そのお店では一番若くて人懐っこい性格の瞳ちゃんは、最初の頃は他の嬢にとても可愛がられていたんです。
自由出勤のこのお店でも、瞳ちゃんほど出勤が少ない嬢はいませんでした。
周りが瞳ちゃんのことを忘れたころにヒョッコリ出勤してくるんです。
月に3回ほどしか出勤していなかったんだと思います。
お金がなくなると仕方なく仕事をして、他の日は家でゴロゴロしていたようです。
お店に来るときはお金を持っていませんから、食べ物を買ってくることもなく、出前も当然取れません。
ユキ「いただきま~す♪」
瞳「いいなぁ~、美味しそう!」
ユキ「うん、このお弁当美味しいよ!今度注文してみなよ。

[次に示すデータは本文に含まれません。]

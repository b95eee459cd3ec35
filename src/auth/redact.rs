use std::fmt;

use regex::Regex;

use super::secret::Secret;

/// 脱敏掩码
pub const REDACTED: &str = "***";

/// 敏感值前后不能紧邻的字符，否则视为更长词的一部分
const fn is_word_char(c: char) -> bool {
    c.is_ascii_alphanumeric() || c == '_' || c == '-'
}

fn at_boundary(c: Option<char>) -> bool {
    c.is_none_or(|c| !is_word_char(c))
}

/// 敏感值擦除器
///
/// 持有一个提供商全部敏感字段的明文（及其 JSON 转义形式），
/// 用于在写日志或构造错误前擦除它们。只擦除独立成词的出现，
/// 短值不会破坏上游响应体的其余内容。
#[derive(Clone, Default)]
pub struct Redactor {
    /// 长值优先
    variants: Vec<String>,
    /// 候选位置定位，编译失败时逐字符扫描
    pattern: Option<Regex>,
}

impl Redactor {
    #[must_use]
    pub fn new<'a>(secrets: impl IntoIterator<Item = &'a Secret>) -> Self {
        let mut variants = Vec::new();
        for secret in secrets.into_iter().filter(|s| !s.is_empty()) {
            let raw = secret.expose();
            variants.push(raw.to_string());
            // 上游在 JSON 字符串里回显时会转义引号与反斜杠
            if let Ok(quoted) = serde_json::to_string(raw) {
                let escaped = &quoted[1..quoted.len() - 1];
                if escaped != raw {
                    variants.push(escaped.to_string());
                }
            }
        }
        variants.sort_by(|a, b| b.len().cmp(&a.len()));
        variants.dedup();

        let pattern = if variants.is_empty() {
            None
        } else {
            let alternation = variants
                .iter()
                .map(|v| regex::escape(v))
                .collect::<Vec<_>>()
                .join("|");
            Regex::new(&alternation).ok()
        };

        Self { variants, pattern }
    }

    fn next_candidate(&self, text: &str, from: usize) -> Option<usize> {
        match &self.pattern {
            Some(pattern) => pattern.find_at(text, from).map(|m| m.start()),
            None => text[from..]
                .char_indices()
                .map(|(i, _)| from + i)
                .find(|&i| self.variants.iter().any(|v| text[i..].starts_with(v.as_str()))),
        }
    }

    /// 独立成词的敏感值在 `start` 处的长度
    fn whole_match_at(&self, text: &str, start: usize) -> Option<usize> {
        if !at_boundary(text[..start].chars().next_back()) {
            return None;
        }
        self.variants
            .iter()
            .filter(|v| text[start..].starts_with(v.as_str()))
            .map(String::len)
            .find(|len| at_boundary(text[start + len..].chars().next()))
    }

    /// 将文本中所有独立出现的敏感值替换为掩码
    #[must_use]
    pub fn redact(&self, text: &str) -> String {
        if self.variants.is_empty() {
            return text.to_string();
        }

        let mut out = String::with_capacity(text.len());
        let mut copied = 0;
        let mut from = 0;
        while let Some(start) = self.next_candidate(text, from) {
            if let Some(len) = self.whole_match_at(text, start) {
                out.push_str(&text[copied..start]);
                out.push_str(REDACTED);
                copied = start + len;
                from = copied;
            } else {
                from = start + text[start..].chars().next().map_or(1, char::len_utf8);
            }
            if from >= text.len() {
                break;
            }
        }
        out.push_str(&text[copied..]);
        out
    }

    #[must_use]
    pub fn is_empty(&self) -> bool {
        self.variants.is_empty()
    }
}

impl fmt::Debug for Redactor {
    fn fmt(&self, f: &mut fmt::Formatter<'_>) -> fmt::Result {
        f.debug_struct("Redactor")
            .field("secrets", &self.variants.len())
            .finish()
    }
}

」
瞳「でも私お金ないから……いいなぁ~お腹空いたな~。」
ユキ「………少し食べる?」
瞳「えっ!いいのぉ?嬉しい!いっただっきま~す♪」
私のところで出前のお弁当を少し食べた後は、他の子のお弁当に視線を向けます。
瞳「カオルちゃん、それどこのお弁当?美味しそうだね!」
カオル「あっ、うん。ここのエビフライ弁当美味しいよ。」
瞳「いいなぁ~、美味しそう~。」
カオル「………ここのお弁当って量が多いから、少し食べる?」
瞳「ありがとう!いただきま~す!!」
それを黙って見ていたマナミさん、マナミさんは自分でお弁当を作って持ってきています。

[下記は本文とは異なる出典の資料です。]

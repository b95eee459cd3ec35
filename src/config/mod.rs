//! # 配置管理模块
//!
//! 提供商实例配置与应用级 TOML 配置的加载、验证

mod app_config;
mod provider_config;

pub use app_config::{AppConfig, DEFAULT_TIMEOUT_SECONDS, ExecutorSettings, ProviderEntry};
pub use provider_config::{ProviderConfig, ProviderContext, ProviderKind};

use std::path::Path;

use crate::error::{ConfigError, ConfigResult};
use crate::logging::{LogComponent, LogStage, SYSTEM_REQUEST_ID};
use crate::linfo;

/// 加载并验证配置文件
pub fn load_config(path: impl AsRef<Path>) -> ConfigResult<AppConfig> {
    let path = path.as_ref();

    if !path.exists() {
        return Err(ConfigError::NotFound(path.to_path_buf()));
    }

    let content = std::fs::read_to_string(path).map_err(|source| ConfigError::Read {
        path: path.to_path_buf(),
        source,
    })?;

    let config = parse_config(&content)?;

    linfo!(
        SYSTEM_REQUEST_ID,
        LogStage::Configuration,
        LogComponent::Config,
        "load_config",
        &format!(
            "配置加载完成: {} ({} 个提供商)",
            path.display(),
            config.providers.len()
        )
    );

    Ok(config)
}

/// 解析并验证 TOML 配置文本
pub fn parse_config(content: &str) -> ConfigResult<AppConfig> {
    let config: AppConfig = toml::from_str(content)?;
    config.validate()?;
    Ok(config)
}

#[cfg(test)]
mod tests {
    use super::*;
    use std::io::Write;

    const SAMPLE: &str = r#"
[executor]
timeout_seconds = 5

[[providers]]
id = "linear"
kind = "linear"
description = "Linear Input Provider"
endpoint = "http://127.0.0.1:9000/graphql"

[providers.authentication]
api_token = "t"
team_id = "T1"

[[providers]]
id = "alerts"
kind = "slack"

[providers.authentication]
access_token = "xoxb"
"#;

    #[test]
    fn parse_sample_config() {
        let config = parse_config(SAMPLE).unwrap();
        assert_eq!(config.executor.timeout_seconds, 5);
        assert_eq!(config.providers.len(), 2);

        let linear = config.find("linear").unwrap();
        assert_eq!(linear.kind().unwrap(), ProviderKind::Linear);
        let options = config.executor_options(linear);
        assert_eq!(options.timeout.as_secs(), 5);
        assert_eq!(options.endpoint.as_deref(), Some("http://127.0.0.1:9000/graphql"));

        assert_eq!(
            config.first_of_kind(ProviderKind::Slack).map(|p| p.id.as_str()),
            Some("alerts")
        );
    }

    #[test]
    fn defaults_apply_when_sections_missing() {
        let config = parse_config("").unwrap();
        assert_eq!(config.executor.timeout_seconds, DEFAULT_TIMEOUT_SECONDS);
        assert!(config.executor.user_agent.starts_with("provider-bridge/"));
        assert!(config.providers.is_empty());
    }

    #[test]
    fn rejects_zero_timeout() {
        let err = parse_config("[executor]\ntimeout_seconds = 0\n").unwrap_err();
        assert!(matches!(err, ConfigError::Invalid(_)));
    }

    #[test]
    fn rejects_duplicate_ids_and_unknown_kinds() {
        let dup = r#"
[[providers]]
id = "a"
kind = "linear"
[[providers]]
id = "a"
kind = "slack"
"#;
        assert!(parse_config(dup).unwrap_err().to_string().contains("duplicate provider id: a"));

        let unknown = "[[providers]]\nid = \"a\"\nkind = \"jira\"\n";
        assert!(parse_config(unknown).unwrap_err().to_string().contains("unknown provider kind"));
    }

    #[test]
    fn debug_output_hides_authentication_values() {
        let config = parse_config(SAMPLE).unwrap();
        let debug = format!("{config:?}");
        assert!(debug.contains("team_id"));
        assert!(!debug.contains("xoxb"));
    }

    #[test]
    fn load_config_from_file() {
        let mut file = tempfile::NamedTempFile::new().unwrap();
        file.write_all(SAMPLE.as_bytes()).unwrap();
        let config = load_config(file.path()).unwrap();
        assert_eq!(config.providers.len(), 2);
    }

    #[test]
    fn load_config_missing_file() {
        let err = load_config("/nonexistent/providers.toml").unwrap_err();
        assert!(matches!(err, ConfigError::NotFound(_)));
    }
}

この日の帰り、同じ方向に帰る私と瞳ちゃんとマナミさんはあがり時間もほとんど同じだったので、一緒にタクシーに乗って帰ることにしました。
ここでも瞳ちゃんの自己流節約術は続きます。
一番お店から近い瞳ちゃんは、タクシーを降りるときにサラッと言ってのけました。
瞳「ついでだからお金いいですよね?」
ユキ「あっうん、いいよ。またね~。」
マナミ「………(無言)」
そして次に瞳ちゃんが出勤してきたとき、また同じように人のお弁当を貰っている瞳ちゃんにマナミさんが言いました。

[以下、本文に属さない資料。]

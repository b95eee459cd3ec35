//! # Provider Bridge
//!
//! 第三方系统连接器的统一生命周期与请求执行框架：
//! 构造 → 校验配置 → 执行类型化操作 → 释放

pub mod auth;
pub mod config;
pub mod error;
pub mod logging;
pub mod provider;
pub mod providers;
pub mod testing;

// Re-export commonly used types
pub use config::{ProviderConfig, ProviderContext};
pub use error::{ProviderError, Result};
pub use provider::{IssueTracker, Notifier, Provider};
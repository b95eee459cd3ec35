//! # 日志配置模块
//!
//! 结构化日志：每条事件携带 `request_id`、阶段、组件与操作名，
//! 便于按关联 ID 串起一次上游调用的全过程

use std::env;
use std::fmt;
use tracing_subscriber::{EnvFilter, fmt as tracing_fmt, layer::SubscriberExt, util::SubscriberInitExt};

/// 无关联 ID 时使用的 `request_id`
pub const SYSTEM_REQUEST_ID: &str = "system";

/// 日志阶段
#[derive(Debug, Clone, Copy, PartialEq, Eq)]
pub enum LogStage {
    Startup,
    Configuration,
    Validation,
    UpstreamRequest,
    Response,
    ResponseFailure,
    Lifecycle,
    Shutdown,
}

impl LogStage {
    #[must_use]
    pub const fn as_str(self) -> &'static str {
        match self {
            Self::Startup => "startup",
            Self::Configuration => "configuration",
            Self::Validation => "validation",
            Self::UpstreamRequest => "upstream_request",
            Self::Response => "response",
            Self::ResponseFailure => "response_failure",
            Self::Lifecycle => "lifecycle",
            Self::Shutdown => "shutdown",
        }
    }
}

impl fmt::Display for LogStage {
    fn fmt(&self, f: &mut fmt::Formatter<'_>) -> fmt::Result {
        f.write_str(self.as_str())
    }
}

/// 日志组件
#[derive(Debug, Clone, Copy, PartialEq, Eq)]
pub enum LogComponent {
    Main,
    Config,
    AuthConfig,
    Executor,
    Linear,
    Slack,
}

impl LogComponent {
    #[must_use]
    pub const fn as_str(self) -> &'static str {
        match self {
            Self::Main => "main",
            Self::Config => "config",
            Self::AuthConfig => "auth_config",
            Self::Executor => "executor",
            Self::Linear => "linear",
            Self::Slack => "slack",
        }
    }
}

impl fmt::Display for LogComponent {
    fn fmt(&self, f: &mut fmt::Formatter<'_>) -> fmt::Result {
        f.write_str(self.as_str())
    }
}

#[macro_export]
macro_rules! ldebug {
    ($request_id:expr, $stage:expr, $component:expr, $operation:expr, $message:expr $(,)?) => {
        ::tracing::debug!(
            request_id = %$request_id,
            stage = %$stage,
            component = %$component,
            operation = $operation,
            "{}",
            $message
        )
    };
}

#[macro_export]
macro_rules! linfo {
    ($request_id:expr, $stage:expr, $component:expr, $operation:expr, $message:expr $(,)?) => {
        ::tracing::info!(
            request_id = %$request_id,
            stage = %$stage,
            component = %$component,
            operation = $operation,
            "{}",
            $message
        )
    };
}

#[macro_export]
macro_rules! lwarn {
    ($request_id:expr, $stage:expr, $component:expr, $operation:expr, $message:expr $(,)?) => {
        ::tracing::warn!(
            request_id = %$request_id,
            stage = %$stage,
            component = %$component,
            operation = $operation,
            "{}",
            $message
        )
    };
}

#[macro_export]
macro_rules! lerror {
    ($request_id:expr, $stage:expr, $component:expr, $operation:expr, $message:expr $(,)?) => {
        ::tracing::error!(
            request_id = %$request_id,
            stage = %$stage,
            component = %$component,
            operation = $operation,
            "{}",
            $message
        )
    };
}

/// 初始化日志系统
///
/// `RUST_LOG` 优先；否则使用传入级别，本 crate 默认 debug，reqwest/hyper 降噪。
pub fn init_logging(log_level: Option<&str>) {
    let level = log_level.unwrap_or("info");
    let default_filter = format!("{level},provider_bridge=debug,hyper=warn,reqwest=warn");

    let log_filter = env::var("RUST_LOG").unwrap_or(default_filter);

    let result = tracing_subscriber::registry()
        .with(EnvFilter::try_from_default_env().unwrap_or_else(|_| log_filter.into()))
        .with(
            tracing_fmt::layer()
                .with_target(true)
                .with_level(true)
                .with_thread_ids(false)
                .with_thread_names(false)
                .with_file(false)
                .with_line_number(false)
                .compact(),
        )
        .try_init();

    if result.is_err() {
        tracing::debug!("全局日志订阅器已存在，跳过初始化");
    }
}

マナミ「瞳ちゃん、自分でお弁当作って持ってくるとお金かかんないよ。」
瞳「えぇ~、料理なんて面倒じゃないですか~。」
マナミ「じゃあ、コンビニで何か買ってきて安く済ませるとかしたら?」
瞳「コンビニでオニギリ買うお金もないんですよ~。それに出前のお弁当って量が多くて残るじゃないですか?」
マナミ「お金がないのは自分が働かないからでしょ、他の子のお弁当貰うのだって好意でしてくれてるだけだよ。この前のタクシー代だって、わざわざ回り道して帰ってるんだから少しは払うべきでしょ?」
瞳「そんなに怒らなくッたって…タクシー代だってせいぜい私の分って千円くらいでしょ?それくらいいいじゃないですか…。」
マナミ「それくらいって…瞳ちゃんはそのお金が払えないんでしょ?人に払わせるのは平気で自分は払えないってどうなのよ?」
普段は大人しいマナミさんが瞳ちゃんの行動に我慢がならなくなったんですね…。
今でも付き合いのあるマナミさんですが、あんなに怒った姿は見たことがありません。